The cell cycle regulator Aurora-A kinase presents an attractive target for cancer therapies, though its inhibition is also associated with toxic side effects. To gain a more nuanced understanding of Aurora-A function, we applied shotgun proteomics to identify 407 specific protein partners, including several splicing factors. Supporting a role in alternative splicing, we found that Aurora-A localizes to nuclear speckles, the storehouse of splicing proteins. Aurora-A interacts with and phosphorylates splicing factors both in vitro and in vivo, suggesting that it regulates alternative splicing by modulating the activity of these splicing factors. Consistently, Aurora-A inhibition significantly impacts the alternative splicing of 505 genes, with RNA motif analysis revealing an enrichment for Aurora-A interacting splicing factors. Additionally, we observed a significant positive correlation between the splicing events regulated by Aurora-A and those modulated by its interacting splicing factors. An interesting example is represented by CLK1 exon 4, which appears to be regulated by Aurora-A through SRSF3. Collectively, our findings highlight a broad role of Aurora-A in the regulation of alternative splicing. RNA sequencing was performed in HEK293T cells either with Aurora-A inhibition (24 hours) or depleted of endogenous splicing factors (48 hours) using RNAi (non-targeting siRNAs were used as control) to explore a functional link between Aurora-A and key splicing regulators.

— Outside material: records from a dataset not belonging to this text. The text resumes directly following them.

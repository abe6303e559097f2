// src/error.rs

use thiserror::Error;

/// Every way a snapshot run can fail.
///
/// A link that was already processed is *not* an error; see
/// [`crate::history::LinkStatus`].
#[derive(Debug, Error)]
pub enum EtlError {
    #[error("failed to fetch {url}: {source}")]
    Fetch {
        url: String,
        #[source]
        source: reqwest::Error,
    },

    #[error("no document link containing `{marker}` found on the source page")]
    NoLinkFound { marker: String },

    #[error("spreadsheet error: {0}")]
    Sheet(String),

    #[error("cannot convert period label {label:?} to a quarter-end date")]
    DateParse { label: String },

    #[error("column count mismatch: expected {expected}, found {found}")]
    ColumnCount { expected: usize, found: usize },

    #[error("{count} column(s) present in the previous snapshot are missing now: {missing:?}")]
    SchemaDrift { count: usize, missing: Vec<String> },

    #[error("invalid configuration: {0}")]
    Config(String),

    #[error("I/O error: {0}")]
    Io(#[from] std::io::Error),

    #[error("CSV error: {0}")]
    Csv(#[from] csv::Error),
}

pub type Result<T> = std::result::Result<T, EtlError>;
use std::{
    collections::BTreeSet,
    fs::File,
    path::{Path, PathBuf},
};
use tracing::{info, warn};

use super::write::write_atomic;
use crate::error::Result;
use crate::process::TidyTable;

/// The previously accepted table, kept as a CSV file whose header is the
/// prior column set.
pub struct SnapshotStore {
    path: PathBuf,
}

impl SnapshotStore {
    pub fn new(dir: impl AsRef<Path>, file_name: &str) -> Self {
        Self {
            path: dir.as_ref().join(file_name),
        }
    }

    /// Column names of the prior snapshot, or `None` on a first run.
    pub fn load_prior(&self) -> Result<Option<BTreeSet<String>>> {
        if !self.path.is_file() {
            warn!(path = %self.path.display(), "no previous snapshot; skipping schema comparison");
            return Ok(None);
        }
        let file = File::open(&self.path)?;
        let mut rdr = csv::ReaderBuilder::new()
            .has_headers(true)
            .from_reader(file);
        let cols: BTreeSet<String> = rdr.headers()?.iter().map(str::to_string).collect();
        info!(path = %self.path.display(), columns = cols.len(), "loaded previous snapshot");
        Ok(Some(cols))
    }

    /// Replace the snapshot with `table`.
    pub fn publish(&self, table: &TidyTable) -> Result<()> {
        write_atomic(&self.path, |w| table.write_csv(w))?;
        info!(path = %self.path.display(), "updated latest snapshot");
        Ok(())
    }
}
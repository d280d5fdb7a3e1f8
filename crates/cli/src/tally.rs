// SPDX-License-Identifier: MIT
// Copyright (c) 2026 Alfred Jean LLC

//! Comparison of expected and actual output, and the run tally.

/// Outcome of one compared case
#[derive(Clone, Copy, Debug, PartialEq, Eq)]
pub enum Outcome {
    Passed,
    Failed,
}

impl Outcome {
    pub fn is_passed(self) -> bool {
        self == Outcome::Passed
    }
}

/// Exact byte-for-byte comparison.
pub fn compare(expected: &str, actual: &str) -> Outcome {
    if expected == actual {
        Outcome::Passed
    } else {
        Outcome::Failed
    }
}

/// Counters owned by the run loop. Every processed case bumps exactly one.
#[derive(Clone, Copy, Debug, Default, PartialEq, Eq)]
pub struct RunTally {
    pub passed: usize,
    pub failed: usize,
    pub skipped: usize,
}

impl RunTally {
    pub fn new() -> Self {
        Self::default()
    }

    pub fn record(&mut self, outcome: Outcome) {
        match outcome {
            Outcome::Passed => self.passed += 1,
            Outcome::Failed => self.failed += 1,
        }
    }

    pub fn record_skip(&mut self) {
        self.skipped += 1;
    }

    /// Number of cases processed so far
    pub fn processed(&self) -> usize {
        self.passed + self.failed + self.skipped
    }

    /// Freeze the tally against the suite size.
    pub fn summarize(self, total_cases: usize) -> RunSummary {
        RunSummary {
            tally: self,
            total_cases,
        }
    }
}

/// Which summary block the reporter prints
#[derive(Clone, Copy, Debug, PartialEq, Eq)]
pub enum Verdict {
    AllPassed,
    AllFailed,
    Mixed,
}

/// Final tally plus the number of cases in the suite.
#[derive(Clone, Copy, Debug, PartialEq, Eq)]
pub struct RunSummary {
    pub tally: RunTally,
    pub total_cases: usize,
}

impl RunSummary {
    /// Cases that were not skipped; the percentage denominator.
    pub fn total_evaluated(&self) -> usize {
        self.total_cases.saturating_sub(self.tally.skipped)
    }

    pub fn verdict(&self) -> Verdict {
        if self.tally.passed == self.total_evaluated() {
            Verdict::AllPassed
        } else if self.tally.passed == 0 {
            Verdict::AllFailed
        } else {
            Verdict::Mixed
        }
    }

    pub fn passed_percent(&self) -> f64 {
        percent(self.tally.passed, self.total_evaluated())
    }

    pub fn failed_percent(&self) -> f64 {
        percent(self.tally.failed, self.total_evaluated())
    }
}

fn percent(part: usize, whole: usize) -> f64 {
    if whole == 0 {
        return 0.0;
    }
    part as f64 / whole as f64 * 100.0
}

#[cfg(test)]
#[path = "tally_tests.rs"]
mod tests;
// SPDX-License-Identifier: MIT
// Copyright (c) 2026 Alfred Jean LLC

//! Console colors for pass/fail output.

use clap::ValueEnum;
use serde::{Deserialize, Serialize};
use std::io::{self, IsTerminal};

/// ANSI escape sequences used by the reporter
pub mod escape {
    /// Green foreground
    pub const GREEN: &str = "\x1b[32m";

    /// Red foreground
    pub const RED: &str = "\x1b[31m";

    /// Reset all attributes
    pub const RESET: &str = "\x1b[0m";
}

/// When to emit ANSI colors
#[derive(Clone, Copy, Debug, Default, PartialEq, Eq, ValueEnum, Serialize, Deserialize)]
#[serde(rename_all = "lowercase")]
pub enum ColorChoice {
    /// Color a stream only when it is a terminal
    #[default]
    Auto,
    /// Always color
    Always,
    /// Never color
    Never,
}

impl ColorChoice {
    /// Resolve the choice for a stream with the given terminal flag.
    pub fn enabled(self, is_terminal: bool) -> bool {
        match self {
            ColorChoice::Auto => is_terminal,
            ColorChoice::Always => true,
            ColorChoice::Never => false,
        }
    }
}

/// Resolved coloring for the two output streams.
///
/// Green text goes to stdout and red text to stderr, so each stream is
/// decided separately.
#[derive(Clone, Copy, Debug, PartialEq, Eq)]
pub struct Palette {
    stdout: bool,
    stderr: bool,
}

impl Palette {
    /// Build a palette with explicit per-stream flags.
    pub fn new(stdout: bool, stderr: bool) -> Self {
        Self { stdout, stderr }
    }

    /// A palette that never colors.
    pub fn plain() -> Self {
        Self::new(false, false)
    }

    /// Detect terminals on the real stdout/stderr.
    pub fn detect(choice: ColorChoice) -> Self {
        Self::new(
            choice.enabled(io::stdout().is_terminal()),
            choice.enabled(io::stderr().is_terminal()),
        )
    }

    /// Green text for stdout.
    pub fn green(&self, text: &str) -> String {
        paint(self.stdout, escape::GREEN, text)
    }

    /// Red text for stderr.
    pub fn red(&self, text: &str) -> String {
        paint(self.stderr, escape::RED, text)
    }
}

fn paint(enabled: bool, color: &str, text: &str) -> String {
    if enabled {
        format!("{}{}{}", color, text, escape::RESET)
    } else {
        text.to_string()
    }
}

#[cfg(test)]
#[path = "style_tests.rs"]
mod tests;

细胞周期调控因子极光激酶A（Aurora-A kinase）是癌症治疗领域极具吸引力的靶点，但其抑制作用也会伴随毒性副作用。为更细致深入地解析极光激酶A的功能，我们采用鸟枪法蛋白质组学（shotgun proteomics）鉴定出407种特异性蛋白质互作伙伴，其中包含多种剪接因子。为佐证其在可变剪接中的调控作用，我们发现极光激酶A定位于核斑（nuclear speckles）——剪接蛋白的储存库。极光激酶A在体外与体内均可与剪接因子结合并使其磷酸化，这表明其通过调控此类剪接因子的活性来参与可变剪接调控。与之相符的是，极光激酶A的抑制会显著影响505个基因的可变剪接模式，RNA基序分析显示，该激酶的互作剪接因子存在富集现象。此外，我们还观察到极光激酶A调控的剪接事件与其互作剪接因子所调控的剪接事件之间存在显著正相关。一个典型案例为CLK1外显子4，其似乎可通过SRSF3受极光激酶A调控。综上，我们的研究结果揭示了极光激酶A在可变剪接调控中的广泛作用。为探究极光激酶A与关键剪接调控因子之间的功能关联，我们对HEK293T细胞开展了RNA测序实验：一组采用极光激酶A抑制剂处理24小时，另一组通过RNA干扰（RNAi）敲除内源性剪接因子（以非靶向siRNA作为对照，处理时长为48小时）。